= Jim Henderson (sportscaster) =

American sportscaster (born 1947)

James Harmon Henderson (born July 29, 1947) is a former American sportscaster based in New Orleans. He was the radio voice announcer of the New Orleans Saints and also worked as a football analyst for WVUE-DT from 2012 to 2018. Before that, he worked for WWL-TV from May 8, 1978 to January 31, 2012.

==Early life and education==
Henderson grew up in Rochester, New York, where he began calling Little League games. After receiving his bachelor's degree in English from the State University of New York at Cortland, he spent some time in the Army. He later earned a Masters in broadcasting from Syracuse University's S. I. Newhouse School of Public Communications.

==Career==
Henderson began his sports reporting career with the sports director position at Panama City's then NBC affiliate WDTB-TV (now WMBB-TV, an ABC affiliate), then became a sports reporter at the NBC station in Atlanta, WSB-TV. Henderson joined WWL-TV on May 1, 1978 when he was offered a job as a sportscaster, succeeding the retiring Lloyd "Hap" Glaudi. Henderson with news anchors Garland Robinette and Angela Hill and Chief Meteorologist Nash Roberts helped Channel 4 become the dominant station in New Orleans, a position it holds to this day.

Henderson is a 13-time winner of the National Sportscasters and Sportswriters Association's Sportscaster of the Year Award, an award conferred by sports journalists from all over Louisiana.
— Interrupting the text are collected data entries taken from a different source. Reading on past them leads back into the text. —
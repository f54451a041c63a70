//! One-shot hardware peripheral initialization and raw register helpers.
//!
//! Configures the smoke ADC channel, GPIO directions and the three UARTs
//! using raw ESP-IDF sys calls. Called once from `main()` before the
//! cycle loop starts. The helpers below it (`gpio_read`, `uart_write`,
//! ...) are what the drivers call at runtime; on host targets they fall
//! back to simulation stubs.

#[cfg(target_os = "espidf")]
use esp_idf_svc::sys::*;

use crate::config::SystemConfig;
#[cfg(target_os = "espidf")]
use crate::error::SensorError;
use crate::error::{self, LinkError};
#[cfg(target_os = "espidf")]
use crate::pins;

// ── Error type ────────────────────────────────────────────────

/// Errors during one-shot peripheral initialization.
#[derive(Debug, Clone, Copy, PartialEq, Eq)]
pub enum HwInitError {
    AdcInitFailed(i32),
    GpioConfigFailed(i32),
    UartInitFailed { port: i32, rc: i32 },
}

impl core::fmt::Display for HwInitError {
    fn fmt(&self, f: &mut core::fmt::Formatter<'_>) -> core::fmt::Result {
        match self {
            Self::AdcInitFailed(rc) => write!(f, "ADC1 init failed (rc={})", rc),
            Self::GpioConfigFailed(rc) => write!(f, "GPIO config failed (rc={})", rc),
            Self::UartInitFailed { port, rc } => {
                write!(f, "UART{} init failed (rc={})", port, rc)
            }
        }
    }
}

impl From<HwInitError> for error::Error {
    fn from(e: HwInitError) -> Self {
        match e {
            HwInitError::UartInitFailed { rc, .. } => Self::Link(LinkError::UartInitFailed(rc)),
            HwInitError::AdcInitFailed(_) => Self::Init("ADC1"),
            HwInitError::GpioConfigFailed(_) => Self::Init("GPIO"),
        }
    }
}

#[cfg(target_os = "espidf")]
use log::info;

/// Bring up every peripheral the panel uses. Failures surface as
/// [`error::Error`] so `main` handles one type.
#[cfg(target_os = "espidf")]
pub fn init_peripherals(config: &SystemConfig) -> error::Result<()> {
    // SAFETY: Called once from main() before the cycle loop; single-threaded.
    unsafe {
        init_adc()?;
        init_gpio_inputs()?;
        init_gpio_outputs()?;
        init_uarts(config)?;
    }
    info!("hw_init: all peripherals configured");
    Ok(())
}

#[cfg(not(target_os = "espidf"))]
pub fn init_peripherals(_config: &SystemConfig) -> error::Result<()> {
    log::info!("hw_init(sim): peripheral init skipped");
    Ok(())
}

// ── ADC (oneshot) ─────────────────────────────────────────────

/// ADC1 channel wired to the MQ-2 (GPIO 7 on ESP32-S3).
pub const ADC1_CH_SMOKE: u32 = 6;

#[cfg(target_os = "espidf")]
static mut ADC1_HANDLE: adc_oneshot_unit_handle_t = core::ptr::null_mut();

/// SAFETY: Must be called only from the single-threaded init path or the
/// main-loop ADC read path. `init_adc()` completes before the loop starts.
#[cfg(target_os = "espidf")]
unsafe fn adc1_handle() -> adc_oneshot_unit_handle_t {
    unsafe { ADC1_HANDLE }
}

#[cfg(target_os = "espidf")]
unsafe fn init_adc() -> Result<(), HwInitError> {
    let init_cfg = adc_oneshot_unit_init_cfg_t {
        unit_id: adc_unit_t_ADC_UNIT_1,
        ulp_mode: adc_ulp_mode_t_ADC_ULP_MODE_DISABLE,
        ..Default::default()
    };
    // SAFETY: ADC1_HANDLE is only written here, once at boot.
    let ret = unsafe { adc_oneshot_new_unit(&init_cfg, &raw mut ADC1_HANDLE) };
    if ret != ESP_OK as i32 {
        return Err(HwInitError::AdcInitFailed(ret));
    }

    let chan_cfg = adc_oneshot_chan_cfg_t {
        atten: adc_atten_t_ADC_ATTEN_DB_12,
        bitwidth: adc_bitwidth_t_ADC_BITWIDTH_12,
    };
    let ret = unsafe { adc_oneshot_config_channel(adc1_handle(), ADC1_CH_SMOKE, &chan_cfg) };
    if ret != ESP_OK as i32 {
        return Err(HwInitError::AdcInitFailed(ret));
    }

    info!("hw_init: ADC1 configured (CH{}=smoke)", ADC1_CH_SMOKE);
    Ok(())
}

/// Raw 12-bit reading.
#[cfg(target_os = "espidf")]
pub fn adc1_read(channel: u32) -> Result<u16, SensorError> {
    let mut raw: i32 = 0;
    // SAFETY: adc1_handle() contract: single-threaded main-loop access only.
    let ret = unsafe { adc_oneshot_read(adc1_handle(), channel, &mut raw) };
    if ret != ESP_OK as i32 {
        return Err(SensorError::AdcReadFailed);
    }
    Ok(raw.max(0) as u16)
}

// ── GPIO ──────────────────────────────────────────────────────

#[cfg(target_os = "espidf")]
unsafe fn init_gpio_inputs() -> Result<(), HwInitError> {
    // (pin, pull-up). The door contact switches to ground; the PIR
    // drives its output push-pull.
    let inputs = [
        (pins::DOOR_CONTACT_GPIO, true),
        (pins::MOTION_PIR_GPIO, false),
    ];

    for &(pin, pull_up) in &inputs {
        let cfg = gpio_config_t {
            pin_bit_mask: 1u64 << pin,
            mode: gpio_mode_t_GPIO_MODE_INPUT,
            pull_up_en: if pull_up {
                gpio_pullup_t_GPIO_PULLUP_ENABLE
            } else {
                gpio_pullup_t_GPIO_PULLUP_DISABLE
            },
            pull_down_en: gpio_pulldown_t_GPIO_PULLDOWN_DISABLE,
            intr_type: gpio_int_type_t_GPIO_INTR_DISABLE,
        };
        let ret = unsafe { gpio_config(&cfg) };
        if ret != ESP_OK as i32 {
            return Err(HwInitError::GpioConfigFailed(ret));
        }
    }

    info!("hw_init: GPIO inputs configured (door, PIR)");
    Ok(())
}

#[cfg(target_os = "espidf")]
unsafe fn init_gpio_outputs() -> Result<(), HwInitError> {
    let lcd_pins = [
        pins::LCD_RS_GPIO,
        pins::LCD_E_GPIO,
        pins::LCD_D4_GPIO,
        pins::LCD_D5_GPIO,
        pins::LCD_D6_GPIO,
        pins::LCD_D7_GPIO,
    ];

    for &pin in &lcd_pins {
        let cfg = gpio_config_t {
            pin_bit_mask: 1u64 << pin,
            mode: gpio_mode_t_GPIO_MODE_OUTPUT,
            pull_up_en: gpio_pullup_t_GPIO_PULLUP_DISABLE,
            pull_down_en: gpio_pulldown_t_GPIO_PULLDOWN_DISABLE,
            intr_type: gpio_int_type_t_GPIO_INTR_DISABLE,
        };
        let ret = unsafe { gpio_config(&cfg) };
        if ret != ESP_OK as i32 {
            return Err(HwInitError::GpioConfigFailed(ret));
        }
        unsafe { gpio_set_level(pin, 0) };
    }

    // DHT11 data: open-drain so the probe can pull the line low while we
    // read it back. Idles released (high).
    let dht_cfg = gpio_config_t {
        pin_bit_mask: 1u64 << pins::DHT11_DATA_GPIO,
        mode: gpio_mode_t_GPIO_MODE_INPUT_OUTPUT_OD,
        pull_up_en: gpio_pullup_t_GPIO_PULLUP_ENABLE,
        pull_down_en: gpio_pulldown_t_GPIO_PULLDOWN_DISABLE,
        intr_type: gpio_int_type_t_GPIO_INTR_DISABLE,
    };
    let ret = unsafe { gpio_config(&dht_cfg) };
    if ret != ESP_OK as i32 {
        return Err(HwInitError::GpioConfigFailed(ret));
    }
    unsafe { gpio_set_level(pins::DHT11_DATA_GPIO, 1) };

    info!("hw_init: GPIO outputs configured (LCD bus, DHT11 line)");
    Ok(())
}

#[cfg(target_os = "espidf")]
pub fn gpio_read(pin: i32) -> bool {
    // SAFETY: gpio_get_level is a read-only register access on an
    // already-configured pin; safe to call from main context.
    (unsafe { gpio_get_level(pin) }) != 0
}

#[cfg(not(target_os = "espidf"))]
pub fn gpio_read(_pin: i32) -> bool {
    true
}

#[cfg(target_os = "espidf")]
pub fn gpio_write(pin: i32, high: bool) {
    // SAFETY: gpio_set_level writes to an already-configured output pin.
    // Main-loop only.
    unsafe {
        gpio_set_level(pin, u32::from(high));
    }
}

#[cfg(not(target_os = "espidf"))]
pub fn gpio_write(_pin: i32, _high: bool) {}

// ── Timing ────────────────────────────────────────────────────

/// Busy-wait. Used for sub-millisecond protocol timing (DHT11, LCD).
#[cfg(target_os = "espidf")]
pub fn delay_us(us: u32) {
    // SAFETY: ROM busy-wait, no shared state.
    unsafe { esp_rom_delay_us(us) };
}

#[cfg(not(target_os = "espidf"))]
pub fn delay_us(_us: u32) {}

/// Blocking wait that yields to FreeRTOS.
#[cfg(target_os = "espidf")]
pub fn delay_ms(ms: u32) {
    esp_idf_svc::hal::delay::FreeRtos::delay_ms(ms);
}

#[cfg(not(target_os = "espidf"))]
pub fn delay_ms(_ms: u32) {}

/// Microseconds since boot.
#[cfg(target_os = "espidf")]
pub fn uptime_us() -> u64 {
    // SAFETY: esp_timer_get_time is a monotonic counter read.
    (unsafe { esp_timer_get_time() }) as u64
}

#[cfg(not(target_os = "espidf"))]
pub fn uptime_us() -> u64 {
    0
}

// ── UART ──────────────────────────────────────────────────────

#[cfg(target_os = "espidf")]
const UART_RX_BUF: i32 = 256;
#[cfg(target_os = "espidf")]
const UART_TX_BUF: i32 = 256;

#[cfg(target_os = "espidf")]
unsafe fn install_uart(port: i32, baud: u32, tx: i32, rx: i32) -> Result<(), HwInitError> {
    let fail = |rc| HwInitError::UartInitFailed { port, rc };

    let cfg = uart_config_t {
        baud_rate: baud as i32,
        data_bits: uart_word_length_t_UART_DATA_8_BITS,
        parity: uart_parity_t_UART_PARITY_DISABLE,
        stop_bits: uart_stop_bits_t_UART_STOP_BITS_1,
        flow_ctrl: uart_hw_flowcontrol_t_UART_HW_FLOWCTRL_DISABLE,
        ..Default::default()
    };
    let ret = unsafe { uart_param_config(port, &cfg) };
    if ret != ESP_OK as i32 {
        return Err(fail(ret));
    }
    let ret = unsafe { uart_set_pin(port, tx, rx, -1, -1) };
    if ret != ESP_OK as i32 {
        return Err(fail(ret));
    }
    let ret = unsafe {
        uart_driver_install(port, UART_RX_BUF, UART_TX_BUF, 0, core::ptr::null_mut(), 0)
    };
    if ret != ESP_OK as i32 {
        return Err(fail(ret));
    }
    Ok(())
}

#[cfg(target_os = "espidf")]
unsafe fn init_uarts(config: &SystemConfig) -> Result<(), HwInitError> {
    unsafe {
        install_uart(
            pins::COMPANION_UART,
            config.companion_baud,
            pins::COMPANION_TX_GPIO,
            pins::COMPANION_RX_GPIO,
        )?;
        install_uart(pins::RFID_UART, pins::RFID_BAUD, -1, pins::RFID_RX_GPIO)?;
        install_uart(
            pins::DEBUG_UART,
            config.debug_baud,
            pins::DEBUG_TX_GPIO,
            pins::DEBUG_RX_GPIO,
        )?;
    }
    info!(
        "hw_init: UARTs configured (companion={} baud, rfid={} baud, debug={} baud)",
        config.companion_baud,
        pins::RFID_BAUD,
        config.debug_baud
    );
    Ok(())
}

/// Non-blocking read of whatever is buffered on `port`.
#[cfg(target_os = "espidf")]
pub fn uart_read(port: i32, buf: &mut [u8]) -> Result<usize, LinkError> {
    // SAFETY: driver installed in init_uarts(); buf is valid for len bytes.
    let n = unsafe { uart_read_bytes(port, buf.as_mut_ptr().cast(), buf.len() as u32, 0) };
    if n < 0 {
        return Err(LinkError::ReadFailed(n));
    }
    Ok(n as usize)
}

/// Queue `bytes` for transmission on `port`.
#[cfg(target_os = "espidf")]
pub fn uart_write(port: i32, bytes: &[u8]) -> Result<(), LinkError> {
    // SAFETY: driver installed in init_uarts(); bytes is valid for len bytes.
    let n = unsafe { uart_write_bytes(port, bytes.as_ptr().cast(), bytes.len()) };
    if n < 0 || n as usize != bytes.len() {
        return Err(LinkError::ShortWrite {
            written: n.max(0) as usize,
            expected: bytes.len(),
        });
    }
    Ok(())
}

// Host: one loopback buffer per UART so tests can inject reader bytes
// and inspect what went out.

#[cfg(not(target_os = "espidf"))]
const SIM_UARTS: usize = 3;

#[cfg(not(target_os = "espidf"))]
static SIM_UART_RX: std::sync::Mutex<[Vec<u8>; SIM_UARTS]> =
    std::sync::Mutex::new([Vec::new(), Vec::new(), Vec::new()]);

#[cfg(not(target_os = "espidf"))]
static SIM_UART_TX: std::sync::Mutex<[Vec<u8>; SIM_UARTS]> =
    std::sync::Mutex::new([Vec::new(), Vec::new(), Vec::new()]);

#[cfg(not(target_os = "espidf"))]
fn sim_slot(port: i32) -> Result<usize, LinkError> {
    usize::try_from(port)
        .ok()
        .filter(|&p| p < SIM_UARTS)
        .ok_or(LinkError::ReadFailed(-1))
}

/// Queue bytes as if a peer had sent them to `port`.
#[cfg(not(target_os = "espidf"))]
pub fn sim_uart_inject(port: i32, bytes: &[u8]) {
    if let (Ok(slot), Ok(mut rx)) = (sim_slot(port), SIM_UART_RX.lock()) {
        rx[slot].extend_from_slice(bytes);
    }
}

/// Drain everything written to `port` so far.
#[cfg(not(target_os = "espidf"))]
pub fn sim_uart_take_tx(port: i32) -> Vec<u8> {
    match (sim_slot(port), SIM_UART_TX.lock()) {
        (Ok(slot), Ok(mut tx)) => core::mem::take(&mut tx[slot]),
        _ => Vec::new(),
    }
}

#[cfg(not(target_os = "espidf"))]
pub fn uart_read(port: i32, buf: &mut [u8]) -> Result<usize, LinkError> {
    let slot = sim_slot(port)?;
    let mut rx = SIM_UART_RX.lock().map_err(|_| LinkError::ReadFailed(-1))?;
    let n = rx[slot].len().min(buf.len());
    buf[..n].copy_from_slice(&rx[slot][..n]);
    rx[slot].drain(..n);
    Ok(n)
}

#[cfg(not(target_os = "espidf"))]
pub fn uart_write(port: i32, bytes: &[u8]) -> Result<(), LinkError> {
    let short = LinkError::ShortWrite {
        written: 0,
        expected: bytes.len(),
    };
    let slot = sim_slot(port).map_err(|_| short)?;
    let mut tx = SIM_UART_TX.lock().map_err(|_| short)?;
    tx[slot].extend_from_slice(bytes);
    Ok(())
}

// ── embedded-hal glue ─────────────────────────────────────────

/// A configured output GPIO as an `embedded-hal` pin.
pub struct GpioOut(pub i32);

impl embedded_hal::digital::ErrorType for GpioOut {
    type Error = core::convert::Infallible;
}

impl embedded_hal::digital::OutputPin for GpioOut {
    fn set_low(&mut self) -> Result<(), Self::Error> {
        gpio_write(self.0, false);
        Ok(())
    }

    fn set_high(&mut self) -> Result<(), Self::Error> {
        gpio_write(self.0, true);
        Ok(())
    }
}

/// Busy-wait delay provider backed by [`delay_us`].
pub struct RomDelay;

impl embedded_hal::delay::DelayNs for RomDelay {
    fn delay_ns(&mut self, ns: u32) {
        delay_us(ns.div_ceil(1000));
    }

    fn delay_ms(&mut self, ms: u32) {
        delay_ms(ms);
    }
}

#[cfg(all(test, not(target_os = "espidf")))]
mod tests {
    use super::*;

    #[test]
    fn sim_uart_loops_back_per_port() {
        // Port 0 is otherwise unused by unit tests.
        sim_uart_inject(0, b"abc");
        let mut buf = [0u8; 2];
        assert_eq!(uart_read(0, &mut buf), Ok(2));
        assert_eq!(&buf, b"ab");
        assert_eq!(uart_read(0, &mut buf), Ok(1));
        assert_eq!(uart_read(0, &mut buf), Ok(0));

        uart_write(0, b"xyz").unwrap();
        assert_eq!(sim_uart_take_tx(0), b"xyz");
        assert!(sim_uart_take_tx(0).is_empty());
    }

    #[test]
    fn unknown_port_is_rejected() {
        let mut buf = [0u8; 4];
        assert!(uart_read(7, &mut buf).is_err());
        assert!(uart_write(-1, b"x").is_err());
    }

    #[test]
    fn host_init_succeeds() {
        assert_eq!(init_peripherals(&SystemConfig::default()), Ok(()));
    }

    #[test]
    fn adc_init_failure_names_the_peripheral() {
        let e: error::Error = HwInitError::AdcInitFailed(-1).into();
        assert_eq!(e, error::Error::Init("ADC1"));
        assert_eq!(e.to_string(), "init: ADC1");
    }

    #[test]
    fn init_error_maps_into_firmware_error() {
        let e: crate::error::Error = HwInitError::UartInitFailed { port: 1, rc: -3 }.into();
        assert_eq!(e, crate::error::Error::Link(LinkError::UartInitFailed(-3)));
    }
}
Henderson regularly traveled to the Super Bowl, The Masters, and the Major League Baseball All-Star Game because of his work as a reporter for CBS Newspath.

Henderson was the play-by-play announcer on Saints radio broadcasts from 1986 through 2017, formerly teaming with former Saints quarterback Archie Manning. Henderson and Manning broadcast Saints games to listeners (and preseason TV viewers) from 1986 to 1997, with the exception of the 1990 season (when Henderson called regional NFL telecasts on CBS). Henderson went on to team with former Saints running back Hokie Gajan on the radio. Gajan died in 2016 and Deuce McAllister took over as the color analyst. Henderson was at the microphone for the Saints' first two NFC Championship Game appearances, in 2006 and 2009, as well as their appearance in Super Bowl XLIV. His reference to that Super Bowl as the "Miracle in Miami" became his most famous call as a broadcaster (see below).

In August 2012, six months after retiring from WWL, Henderson joined rival station WVUE-DT, owned by Saints owner Tom Benson, as an analyst and commentator for the Saints for 6 more years.

Henderson occasionally works with Spencer Tillman on some College Football when Tim Brando is away.

On Feb. 1, 2018, Henderson announced that he has fully retired from broadcasting.

Henderson has residences in both Poplarville, Mississippi, and Mandeville, Louisiana. He is married and has two grown children.

==Quotes==

Two receivers to the left, Garcon to the right. Manning in the shotgun, puts Collie in motion. Looks in his direction...it's picked off! It's picked off! It's Tracy Porter again! He's runnin' free! He's gonna go all the way! Hand outstretched...and it's a Saint touchdown! Seventy yards on the return! Seventy yards on the return by Porter! He did it to Favre, and now he's done it to Manning!

Snap, placement, kick by Hartley, and it is — AND IT'S GOOD! IT'S GOOD! IT'S GUH-HUH-HOOD! Ha ha ha! Pigs have flown! Hell has frozen over! The Saints are on their way to the Super Bowl! Confetti fills the air, Saints fans on their feet, everybody in Black and Gold havin' the time of their lives, in the city that will not sleep tonight! All one Saints fans, worldwide! All one!

Look at Sean Payton, Joe Vitt embracing on the sideline, the photographers running over there to get that shot. Get ready to party with the Lombardi, New Orleans! The miracle in Miami has happened! The Saints have won the Super Bowl!

Gowin, on 4th and 14 will punt it away. He hangs it very high, angling it for near sideline... Hakim drops the ball! Hakim drops the ball! Brian Milne might have fallen on it at the ten yard line! It IS the New Orleans Saints' football! Brian Milne, the most unlikely hero of them all, falls on the fumble, the muff by Hakim! There is a god after all!

The line of scrimmage, the 5 yard line. 4th and Goal from the 5, Manning pumps right, looks left, throws over the middle and it's incomplete! Incomplete, and the ball goes over to the Saints and the Saints' bench erupts! They're gonna be the Super Bowl Champions, it would appear, with 44 seconds left in this game!

For the Saints to stay alive, pending the extra point by John Carney. NO!!! He missed the extra point wide right! Oh my God, how could he do that?!